I wonder how the agency’s volunteers would feel to know that they are involved because they replace paid staff? Because they “save money”?

This agency said the greatest value of volunteers is that they are unpaid and mean the agency doesn’t have to hire people to do those tasks. I have so many, many examples on my blog and web site – linked at the end of this blog – regarding why those statements lead to outrage, and how they actually devalue volunteer engagement. These statements reinforce the old-fashioned ideas that volunteers are free (they are not; there are always costs associated with involving volunteers) and that the number of hours contributed by volunteers is the best measure of volunteer program success (quantity rather than quality and impact).

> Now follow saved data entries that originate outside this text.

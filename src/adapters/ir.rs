//! Interrupt-fed infrared frame queue.
//!
//! The IR decoder (interrupt or RMT callback context) hands finished
//! frames to [`push_ir_frame`]; the main loop consumes them through
//! [`IrReceiver`], which implements [`RemotePort`].
//!
//! ```text
//! ┌──────────────┐  push   ┌──────────────┐  peek/ack  ┌──────────────┐
//! │ IR decoder   │───────▶│ IrFrameRing  │──────────▶│ IrReceiver   │
//! │ (ISR)        │        │ (lock-free)  │           │ (main loop)  │
//! └──────────────┘        └──────────────┘           └──────────────┘
//! ```
//!
//! Every slot is an atomic, so the queue needs no `unsafe`: the producer
//! writes the slot before publishing `head` with `Release`, the consumer
//! reads it after loading `head` with `Acquire`.  One producer, one
//! consumer.

use core::sync::atomic::{AtomicBool, AtomicU8, AtomicU32, Ordering};

use log::warn;

use crate::app::commands::{IrFrame, RemoteCode};
use crate::app::ports::RemotePort;
use crate::timing::Millis;

/// Pending frame capacity (one slot is kept free to tell full from empty).
pub const IR_QUEUE_CAP: usize = 8;

/// Frame queue shared between the decoder ISR and the main loop.
pub struct IrFrameRing {
    codes: [AtomicU32; IR_QUEUE_CAP],
    repeats: [AtomicBool; IR_QUEUE_CAP],
    head: AtomicU8,
    tail: AtomicU8,
    /// Arrival time of the newest frame (ms since boot, truncated).
    last_frame_ms: AtomicU32,
    /// Set once the first frame has arrived.
    active: AtomicBool,
    dropped: AtomicU32,
}

impl IrFrameRing {
    pub const fn new() -> Self {
        Self {
            codes: [const { AtomicU32::new(0) }; IR_QUEUE_CAP],
            repeats: [const { AtomicBool::new(false) }; IR_QUEUE_CAP],
            head: AtomicU8::new(0),
            tail: AtomicU8::new(0),
            last_frame_ms: AtomicU32::new(0),
            active: AtomicBool::new(false),
            dropped: AtomicU32::new(0),
        }
    }

    /// Enqueue a frame.  Safe from ISR context.
    /// Returns `false` if the queue is full (frame dropped).
    ///
    /// Arrival time is recorded even for dropped frames: the receiver is
    /// demonstrably busy.
    pub fn push(&self, frame: IrFrame, now_ms: u32) -> bool {
        self.last_frame_ms.store(now_ms, Ordering::Relaxed);
        self.active.store(true, Ordering::Release);

        let head = self.head.load(Ordering::Relaxed);
        let tail = self.tail.load(Ordering::Acquire);
        let next = (head + 1) % IR_QUEUE_CAP as u8;
        if next == tail {
            self.dropped.fetch_add(1, Ordering::Relaxed);
            return false;
        }

        let slot = usize::from(head);
        self.codes[slot].store(frame.code, Ordering::Relaxed);
        self.repeats[slot].store(frame.is_repeat, Ordering::Relaxed);
        self.head.store(next, Ordering::Release);
        true
    }

    /// Oldest pending frame, left in place.
    pub fn peek(&self) -> Option<IrFrame> {
        let tail = self.tail.load(Ordering::Relaxed);
        let head = self.head.load(Ordering::Acquire);
        if tail == head {
            return None;
        }
        let slot = usize::from(tail);
        Some(IrFrame {
            code: self.codes[slot].load(Ordering::Relaxed),
            is_repeat: self.repeats[slot].load(Ordering::Relaxed),
        })
    }

    /// Discard the oldest pending frame.  No-op when empty.
    pub fn pop(&self) {
        let tail = self.tail.load(Ordering::Relaxed);
        let head = self.head.load(Ordering::Acquire);
        if tail != head {
            self.tail
                .store((tail + 1) % IR_QUEUE_CAP as u8, Ordering::Release);
        }
    }

    pub fn len(&self) -> usize {
        let head = usize::from(self.head.load(Ordering::Acquire));
        let tail = usize::from(self.tail.load(Ordering::Relaxed));
        (head + IR_QUEUE_CAP - tail) % IR_QUEUE_CAP
    }

    pub fn is_empty(&self) -> bool {
        self.len() == 0
    }

    /// Arrival time of the newest frame, `None` before the first.
    pub fn last_frame_ms(&self) -> Option<u32> {
        self.active
            .load(Ordering::Acquire)
            .then(|| self.last_frame_ms.load(Ordering::Relaxed))
    }

    /// Frames dropped because the queue was full.
    pub fn dropped(&self) -> u32 {
        self.dropped.load(Ordering::Relaxed)
    }
}

impl Default for IrFrameRing {
    fn default() -> Self {
        Self::new()
    }
}

/// The board's frame queue.
pub static IR_FRAMES: IrFrameRing = IrFrameRing::new();

/// Decoder callback: publish one received frame.
/// Call from the IR decoder's ISR with the time of reception.
pub fn push_ir_frame(code: RemoteCode, is_repeat: bool, now_ms: u32) -> bool {
    IR_FRAMES.push(IrFrame { code, is_repeat }, now_ms)
}

// ───────────────────────────────────────────────────────────────
// RemotePort adapter
// ───────────────────────────────────────────────────────────────

/// Main-loop side of an [`IrFrameRing`].
pub struct IrReceiver<'a> {
    ring: &'a IrFrameRing,
    idle_ms: u32,
    dropped_seen: u32,
}

impl<'a> IrReceiver<'a> {
    /// `idle_ms`: silence after which the receiver counts as idle.
    pub fn new(ring: &'a IrFrameRing, idle_ms: Millis) -> Self {
        Self {
            ring,
            idle_ms: u32::try_from(idle_ms).unwrap_or(u32::MAX),
            dropped_seen: 0,
        }
    }
}

impl RemotePort for IrReceiver<'_> {
    fn try_receive(&mut self) -> Option<IrFrame> {
        let dropped = self.ring.dropped();
        if dropped != self.dropped_seen {
            warn!(
                "IR | queue full, {} frame(s) dropped",
                dropped.wrapping_sub(self.dropped_seen)
            );
            self.dropped_seen = dropped;
        }
        self.ring.peek()
    }

    fn is_idle(&self, now: Millis) -> bool {
        match self.ring.last_frame_ms() {
            // Both sides use the same boot clock truncated to 32 bits.
            // An age past half the range is a frame stamped after `now`.
            Some(last) => {
                let age = (now as u32).wrapping_sub(last);
                age < u32::MAX / 2 && age >= self.idle_ms
            }
            None => true,
        }
    }

    fn acknowledge(&mut self) {
        self.ring.pop();
    }
}
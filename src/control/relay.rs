//! Relay models: a countdown auto-off relay and a plain toggle relay.
//!
//! ## Timed relay
//!
//! A trigger while off switches on for `on_duration`.  A trigger while on
//! extends the window by `extend`, capped relative to the trigger time:
//!
//! ```text
//! expires_at = max(expires_at, min(expires_at + extend, now + extend))
//! ```
//!
//! so hammering the key can never push the off-time more than one
//! increment past "now".  The window is never shortened.
//!
//! ## Toggle relay
//!
//! Every accepted trigger flips the output.  Triggers arriving within the
//! lockout window of the previous flip are ignored; this replaces a
//! blocking settle delay that would otherwise stall the whole loop.

use crate::timing::{Deadline, Millis};

/// Relay identifiers as wired on the board.
#[derive(Debug, Clone, Copy, PartialEq, Eq, serde::Serialize, serde::Deserialize)]
pub enum RelayId {
    /// Auto-off relay (relay 1).
    Timed,
    /// Toggle relay (relay 2).
    Toggle,
}

/// Outcome of a timed-relay trigger.
#[derive(Debug, Clone, Copy, PartialEq, Eq)]
pub enum TimedTrigger {
    /// Was off, now on until `expires_at`.
    SwitchedOn { expires_at: Millis },
    /// Already on; the window now ends at `expires_at`.
    Extended { expires_at: Millis },
}

pub struct TimedRelay {
    window: Option<Deadline>,
    on_duration: Millis,
    extend: Millis,
}

impl TimedRelay {
    pub fn new(on_duration: Millis, extend: Millis) -> Self {
        Self {
            window: None,
            on_duration,
            extend,
        }
    }

    pub fn trigger(&mut self, now: Millis) -> TimedTrigger {
        match self.window {
            Some(window) if !window.is_expired(now) => {
                let current = window.expires_at();
                let capped = current
                    .saturating_add(self.extend)
                    .min(now.saturating_add(self.extend));
                let expires_at = current.max(capped);
                self.window = Some(Deadline::until(now, expires_at));
                TimedTrigger::Extended { expires_at }
            }
            _ => {
                let window = Deadline::new(now, self.on_duration);
                self.window = Some(window);
                TimedTrigger::SwitchedOn {
                    expires_at: window.expires_at(),
                }
            }
        }
    }

    /// Force the relay off once its window has lapsed.
    /// Returns `true` on the on → off transition.
    pub fn expire(&mut self, now: Millis) -> bool {
        match self.window {
            Some(window) if window.is_expired(now) => {
                self.window = None;
                true
            }
            _ => false,
        }
    }

    /// Logical state as of the last `trigger`/`expire`.
    pub fn is_on(&self) -> bool {
        self.window.is_some()
    }

    pub fn expires_at(&self) -> Option<Millis> {
        self.window.map(|w| w.expires_at())
    }

    pub fn remaining(&self, now: Millis) -> Millis {
        self.window.map_or(0, |w| w.remaining(now))
    }
}

pub struct ToggleRelay {
    on: bool,
    lockout: Option<Deadline>,
    lockout_ms: Millis,
}

impl ToggleRelay {
    pub fn new(lockout_ms: Millis) -> Self {
        Self {
            on: false,
            lockout: None,
            lockout_ms,
        }
    }

    /// Flip the relay unless still inside the lockout window.
    /// Returns the new state, or `None` if the trigger was ignored.
    pub fn trigger(&mut self, now: Millis) -> Option<bool> {
        if self.lockout.is_some_and(|l| !l.is_expired(now)) {
            return None;
        }
        self.on = !self.on;
        self.lockout = Some(Deadline::new(now, self.lockout_ms));
        Some(self.on)
    }

    pub fn is_on(&self) -> bool {
        self.on
    }
}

Put this in contrast to a paper on volunteer resource management practices in hospitals which I read today. The post about it on LinkedIn promotes this quote, “volunteers contribute greatly to personalizing, humanizing and demystifying hospitalization.” The paper, “Hospital administrative characteristics and volunteer resource management practices” is by Melissa Intindola, Sean Rogers, Carol Flinchbaugh and Doug Della Pietra and the description never once mentions the value of volunteers as being a monetary value for their hours, money saved, employees replaced, or any other old-fashioned statements to tout why volunteers are involved. I haven’t read the entire paper (it’s $30 – not in the budget right now), and maybe they do talk about these values, but from the summaries of the paper, it sounds like they understand the far better reasons for volunteer engagement, and that this understanding guides their recommendationss.

I’m not opposed to using a monetary value for volunteer hours altogether, but it should never, EVER, be shown as the primary reason volunteers are involved, or even the secondary reason to involve volunteers. If a monetary value is used, it should always come with MANY disclaimers, and should follow all of the other, better, more important reasons the agency involves volunteers. It should come many pages after the mission statement for the volunteer program and the results of volunteer engagement that have nothing to do with money saved.

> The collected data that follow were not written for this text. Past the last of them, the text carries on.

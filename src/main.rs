//! IrServo Firmware — Main Entry Point
//!
//! ```text
//! ┌────────────────────────────────────────────────────────────────┐
//! │                      Adapters (outer ring)                     │
//! │                                                                │
//! │  HardwareAdapter        LogDisplay    LogEventSink  Monotonic  │
//! │  (Actuator + Remote)    (Display)     (EventSink)   (Clock)    │
//! │        ▲                                                       │
//! │  IR decoder ISR ──▶ IR_FRAMES ring                             │
//! │                                                                │
//! │  ──────────────── Port Trait Boundary ───────────────────      │
//! │                                                                │
//! │  ┌────────────────────────────────────────────────────────┐    │
//! │  │              RigService (pure logic)                   │    │
//! │  │  Decoder · RepeatScheduler · Servos · Relays · Gate    │    │
//! │  └────────────────────────────────────────────────────────┘    │
//! └────────────────────────────────────────────────────────────────┘
//! ```
//!
//! The IR decoder publishes frames with
//! [`push_ir_frame`](irservo::adapters::ir::push_ir_frame); this loop
//! never blocks on it.
#![deny(unused_must_use)]

use anyhow::Result;
use esp_idf_hal::delay::FreeRtos;
use esp_idf_hal::gpio::{AnyOutputPin, PinDriver};
use esp_idf_hal::ledc::config::TimerConfig;
use esp_idf_hal::ledc::{LedcDriver, LedcTimerDriver, Resolution};
use esp_idf_hal::peripherals::Peripherals;
use esp_idf_hal::units::FromValueType;
use log::{error, info};

use irservo::adapters::display::LogDisplay;
use irservo::adapters::hardware::HardwareAdapter;
use irservo::adapters::ir::{IR_FRAMES, IrReceiver};
use irservo::adapters::log_sink::LogEventSink;
use irservo::adapters::time::MonotonicClock;
use irservo::app::ports::ClockPort;
use irservo::app::service::RigService;
use irservo::config::RigConfig;
use irservo::drivers::relay::RelayDriver;
use irservo::drivers::servo::ServoDriver;
use irservo::error::Error;
use irservo::pins;

fn main() -> Result<()> {
    // ── 1. ESP-IDF bootstrap ──────────────────────────────────
    esp_idf_svc::sys::link_patches();
    esp_idf_logger::init()?;

    info!("╔══════════════════════════════════════╗");
    info!("║  IrServo v{}                          ║", env!("CARGO_PKG_VERSION"));
    info!("╚══════════════════════════════════════╝");

    let config = RigConfig::default();
    let peripherals = Peripherals::take()?;

    // ── 2. Servo PWM (LEDC, 50 Hz, 14-bit) ────────────────────
    let servo_timer = LedcTimerDriver::new(
        peripherals.ledc.timer0,
        &TimerConfig::default()
            .frequency(pins::SERVO_PWM_FREQ_HZ.Hz())
            .resolution(Resolution::Bits14),
    )?;
    // SAFETY: every GPIO below is claimed exactly once, here.
    let positional_pwm = LedcDriver::new(peripherals.ledc.channel0, &servo_timer, unsafe {
        AnyOutputPin::new(pins::SERVO_180_GPIO)
    })?;
    let rotational_pwm = LedcDriver::new(peripherals.ledc.channel1, &servo_timer, unsafe {
        AnyOutputPin::new(pins::SERVO_360_GPIO)
    })?;

    // ── 3. Relay outputs ──────────────────────────────────────
    let timed_pin = PinDriver::output(unsafe { AnyOutputPin::new(pins::RELAY_TIMED_GPIO) })?;
    let toggle_pin = PinDriver::output(unsafe { AnyOutputPin::new(pins::RELAY_TOGGLE_GPIO) })?;

    // ── 4. Adapters ───────────────────────────────────────────
    let mut hw = HardwareAdapter::new(
        ServoDriver::new(positional_pwm),
        ServoDriver::new(rotational_pwm),
        RelayDriver::new(timed_pin, pins::RELAY_POLARITY).map_err(|e| {
            error!("RELAY | timed output init failed: {:?}", e);
            Error::Init("timed relay output")
        })?,
        RelayDriver::new(toggle_pin, pins::RELAY_POLARITY).map_err(|e| {
            error!("RELAY | toggle output init failed: {:?}", e);
            Error::Init("toggle relay output")
        })?,
        IrReceiver::new(&IR_FRAMES, config.remote_idle_ms),
    );
    let mut display = LogDisplay::new();
    let mut sink = LogEventSink::new();
    let clock = MonotonicClock::new();
    // The receiver is not wired here. A board decoder (RMT channel or GPIO
    // edge ISR on IR_RX_GPIO) hooks in by calling `push_ir_frame` with each
    // finished NEC frame; until one is installed the ring stays empty.
    info!("IR decoder input on GPIO {}", pins::IR_RX_GPIO);

    // ── 5. App service ────────────────────────────────────────
    let poll_ms = config.poll_interval_ms;
    let mut app = RigService::new(config)?;
    if let Err(e) = app.start(&mut hw, &mut display, &mut sink) {
        // Unusable without the readout; needs physical intervention.
        error!("Start-up failed: {}, halting", e);
        loop {
            FreeRtos::delay_ms(1_000);
        }
    }

    info!("System ready. Entering control loop.");

    // ── 6. Control loop ───────────────────────────────────────
    loop {
        let now = clock.now_ms();
        app.tick(now, &mut hw, &mut display, &mut sink);
        // Yield to the RTOS idle task (feeds the task watchdog).
        FreeRtos::delay_ms(poll_ms);
    }
}
//! Console readout adapter.
//!
//! Implements [`DisplayPort`] by composing the status text and writing
//! it to the log.  Pixel work for a real panel would sit behind the same
//! trait; this adapter keeps the last composed frame so it can be
//! inspected.

use log::info;

use crate::app::display::{DisplaySnapshot, StatusFrame, compose};
use crate::app::ports::{DisplayError, DisplayPort};

#[derive(Debug, Default)]
pub struct LogDisplay {
    ready: bool,
    frame: Option<StatusFrame>,
    redraws: u32,
}

impl LogDisplay {
    pub fn new() -> Self {
        Self::default()
    }

    /// Last composed frame, `None` before the first render.
    pub fn frame(&self) -> Option<&StatusFrame> {
        self.frame.as_ref()
    }

    pub fn redraws(&self) -> u32 {
        self.redraws
    }
}

impl DisplayPort for LogDisplay {
    fn init(&mut self) -> Result<(), DisplayError> {
        self.ready = true;
        info!("DISPLAY | console readout ready");
        Ok(())
    }

    fn render(&mut self, snapshot: &DisplaySnapshot) {
        if !self.ready {
            return;
        }
        let frame = compose(snapshot);
        info!(
            "DISPLAY | {} | {} | {} | {}",
            frame[0], frame[1], frame[2], frame[3]
        );
        self.frame = Some(frame);
        self.redraws += 1;
    }
}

Years of whining about this has paid off: the Independent Sector noticed yesterday and tweeted some responses to me. Not sure why it took so many years for them to notice my oh-so-public whining, particularly since I tagged them on Twitter every now and again…

I guess it’s time to again recommend this new book, Measuring the Impact of Volunteers: A Balanced and Strategic Approach, by ChristineBurych, Alison Caird, Joanne Fine Schwebel, Michael Fliess and Heather Hardie. This book is an in-depth planning tool, evaluation tool and reporting tool. As I wrote in my blog about this book, “I really hope this book will also push the Independent Sector, the United Nations, other organizations and other consultants to, at last, abandon their push of a dollar value as the best measurement of volunteer engagement.”